— Как он выглядел?
— Наглый как танк. Как все они. Не знаешь, что ли? Под замшей пистоль, в черепушке одна извилина. Я их побаиваюсь маленько, не люди ведь.
Сабуров заглянул в пакет: коробка дорогих конфет, перевязанная ленточкой, связка бананов, крупные яблоки «штрефель». Гостинец, какие носят в больницу. Поднес к уху: вроде не тикает.
— Может, минеров вызвать, коли подозреваешь чего? — предложил Володя.
— Сами справимся. Ты разве не минер?
— Я-то минер, — согласился Володя, — но специального навыка нету.
— Сейчас будет, — уверил профессор.
Подозрительный пакет опустили в металлический мусорный бак, стоявший на отшибе. Слесарь напихал в пакет бумаги и приладил короткий запал из просмоленной бечевки. У него в брезентовой сумке много чего имелось на пожарный случай.
Подожгли фитиль — и укрылись за стволом могучей ольхи, шагах в двадцати от бака. Минуты через три рвануло, но не шибко. Бак перекосило, как шхуну на крутой волне, из-под крышки сверкнуло желтое пламя со снопом искр, потом повалил черный дым.
— Лихо, — заметил слесарь. — Можно обжечься невзначай. Надо бы обмыть это дело, Савелич?

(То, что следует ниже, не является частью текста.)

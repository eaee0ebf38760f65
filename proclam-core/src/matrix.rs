//! Class-probability prediction matrices.
//!
//! [`ProbabilityMatrix`] is the N samples × K classes input shared by every
//! metric. Entries are validated once at construction so downstream code can
//! assume finite probabilities in `[0, 1]`. Rows are not required to sum to 1.

use crate::{ProclamError, Result};

/// Row-major matrix of predicted class probabilities.
///
/// Entry `(i, k)` is the predicted probability that sample `i` belongs to
/// class `k`.
#[derive(Debug, Clone, PartialEq)]
pub struct ProbabilityMatrix {
    data: Vec<f64>,
    n_samples: usize,
    n_classes: usize,
}

impl ProbabilityMatrix {
    /// Build a matrix from row-major storage with `n_classes` columns.
    ///
    /// # Errors
    ///
    /// Returns an error if `data` is empty, `n_classes` is zero, the length
    /// is not a multiple of `n_classes`, or any entry is outside `[0, 1]`.
    pub fn from_flat(data: Vec<f64>, n_classes: usize) -> Result<Self> {
        if data.is_empty() {
            return Err(ProclamError::InvalidInput("empty prediction matrix".into()));
        }
        if n_classes == 0 {
            return Err(ProclamError::InvalidInput("n_classes must be > 0".into()));
        }
        if data.len() % n_classes != 0 {
            return Err(ProclamError::InvalidInput(format!(
                "data length {} not divisible by n_classes {}",
                data.len(),
                n_classes
            )));
        }
        validate_probabilities(&data, n_classes)?;
        Ok(Self {
            n_samples: data.len() / n_classes,
            data,
            n_classes,
        })
    }

    /// Build a matrix from one slice per sample.
    ///
    /// # Errors
    ///
    /// Returns an error if there are no rows, the rows are ragged, or any
    /// entry is outside `[0, 1]`.
    pub fn from_rows<R: AsRef<[f64]>>(rows: &[R]) -> Result<Self> {
        let first = rows
            .first()
            .ok_or_else(|| ProclamError::InvalidInput("empty prediction matrix".into()))?;
        let n_classes = first.as_ref().len();
        let mut data = Vec::with_capacity(rows.len() * n_classes);
        for (i, row) in rows.iter().enumerate() {
            let row = row.as_ref();
            if row.len() != n_classes {
                return Err(ProclamError::InvalidInput(format!(
                    "row {} has {} columns, expected {}",
                    i,
                    row.len(),
                    n_classes
                )));
            }
            data.extend_from_slice(row);
        }
        Self::from_flat(data, n_classes)
    }

    /// Number of samples (rows).
    pub fn n_samples(&self) -> usize {
        self.n_samples
    }

    /// Number of classes (columns).
    pub fn n_classes(&self) -> usize {
        self.n_classes
    }

    /// Probability that `sample` belongs to `class`.
    #[inline]
    pub fn get(&self, sample: usize, class: usize) -> f64 {
        self.data[sample * self.n_classes + class]
    }

    /// All class probabilities for one sample.
    pub fn row(&self, sample: usize) -> &[f64] {
        let start = sample * self.n_classes;
        &self.data[start..start + self.n_classes]
    }

    /// Probabilities for one class across all samples, in sample order.
    pub fn column(&self, class: usize) -> impl Iterator<Item = f64> + '_ {
        self.data
            .iter()
            .skip(class)
            .step_by(self.n_classes)
            .copied()
    }

    /// Row-major backing storage.
    pub fn as_slice(&self) -> &[f64] {
        &self.data
    }
}

fn validate_probabilities(data: &[f64], n_classes: usize) -> Result<()> {
    for (i, &p) in data.iter().enumerate() {
        if !(0.0..=1.0).contains(&p) {
            return Err(ProclamError::InvalidInput(format!(
                "probability at sample {}, class {} is out of range [0, 1]: {}",
                i / n_classes,
                i % n_classes,
                p,
            )));
        }
    }
    Ok(())
}

// ── Tests ──────────────────────────────────────────────────────────────────

#[cfg(test)]
mod tests {
    use super::*;

    #[test]
    fn from_rows_shape() {
        let m = ProbabilityMatrix::from_rows(&[[0.9, 0.1], [0.2, 0.8], [0.5, 0.5]]).unwrap();
        assert_eq!(m.n_samples(), 3);
        assert_eq!(m.n_classes(), 2);
        assert_eq!(m.get(1, 1), 0.8);
        assert_eq!(m.row(2), &[0.5, 0.5]);
    }

    #[test]
    fn column_iterates_samples() {
        let m = ProbabilityMatrix::from_flat(vec![0.1, 0.2, 0.3, 0.4, 0.5, 0.6], 3).unwrap();
        let col: Vec<f64> = m.column(1).collect();
        assert_eq!(col, vec![0.2, 0.5]);
    }

    #[test]
    fn rows_need_not_sum_to_one() {
        assert!(ProbabilityMatrix::from_rows(&[[0.9, 0.9], [0.0, 0.0]]).is_ok());
    }

    #[test]
    fn ragged_rows_error() {
        let rows: Vec<Vec<f64>> = vec![vec![0.5, 0.5], vec![1.0]];
        assert!(ProbabilityMatrix::from_rows(&rows).is_err());
    }

    #[test]
    fn out_of_range_error() {
        assert!(ProbabilityMatrix::from_flat(vec![0.5, 1.5], 2).is_err());
        assert!(ProbabilityMatrix::from_flat(vec![-0.1, 0.5], 2).is_err());
        assert!(ProbabilityMatrix::from_flat(vec![f64::NAN, 0.5], 2).is_err());
    }

    #[test]
    fn empty_and_indivisible_error() {
        assert!(ProbabilityMatrix::from_flat(vec![], 2).is_err());
        assert!(ProbabilityMatrix::from_flat(vec![0.5], 0).is_err());
        assert!(ProbabilityMatrix::from_flat(vec![0.5, 0.5, 0.5], 2).is_err());
        let empty: Vec<Vec<f64>> = vec![];
        assert!(ProbabilityMatrix::from_rows(&empty).is_err());
    }
}
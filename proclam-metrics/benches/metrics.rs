use criterion::{black_box, criterion_group, criterion_main, Criterion};
use proclam_core::ProbabilityMatrix;
use proclam_metrics::{rank_auc, RocAuc, Thresholds};

fn random_flat(n: usize, seed: u64) -> Vec<f64> {
    let mut state = seed;
    (0..n)
        .map(|_| {
            state = state.wrapping_mul(6364136223846793005).wrapping_add(1);
            (state >> 11) as f64 / (1u64 << 53) as f64
        })
        .collect()
}

fn random_truth(n: usize, n_classes: usize, seed: u64) -> Vec<usize> {
    random_flat(n, seed)
        .iter()
        .map(|u| ((u * n_classes as f64) as usize).min(n_classes - 1))
        .collect()
}

fn bench_roc_auc(c: &mut Criterion) {
    let mut group = c.benchmark_group("roc_auc");

    let n = 10_000;
    let k = 5;
    let preds = ProbabilityMatrix::from_flat(random_flat(n * k, 42), k).unwrap();
    let truth = random_truth(n, k, 7);
    let metric = RocAuc::default();

    group.bench_function("10k_k5_100_thresholds", |b| {
        b.iter(|| metric.evaluate(black_box(&preds), black_box(&truth), Thresholds::Count(100)))
    });

    group.bench_function("10k_k5_1000_thresholds", |b| {
        b.iter(|| metric.evaluate(black_box(&preds), black_box(&truth), Thresholds::Count(1000)))
    });

    group.finish();
}

fn bench_rank_auc(c: &mut Criterion) {
    let mut group = c.benchmark_group("rank_auc");

    let scores = random_flat(100_000, 42);
    let labels: Vec<bool> = random_flat(100_000, 7).iter().map(|&u| u > 0.5).collect();

    group.bench_function("100k", |b| {
        b.iter(|| rank_auc(black_box(&scores), black_box(&labels)))
    });

    group.finish();
}

criterion_group!(benches, bench_roc_auc, bench_rank_auc);
criterion_main!(benches);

— Пойдем, — пригласил Сабуров. — Только у меня там…
— Да ладно, — успокоил Володя. — Весь дом знает, что вторую женку завел, помимо Татьяны.
— И что говорят?
— По-разумному оценивают… Я так думаю, не надорвешься ли, Савелич?
— Такая опасность есть, — признал Сабуров. — Но ведь на улицу не выгонишь. Сиротка она.
— Тогда другой расклад, — одобрил Володя, всегда оставлявший за собой последнее слово.
ЧАСТЬ ТРЕТЬЯ
ВИРУС СМЕРТИ
ГЛАВА 1
Иван Савельевич доставал воду из колодца, когда его окликнули:
— Хозяин, можно на минутку?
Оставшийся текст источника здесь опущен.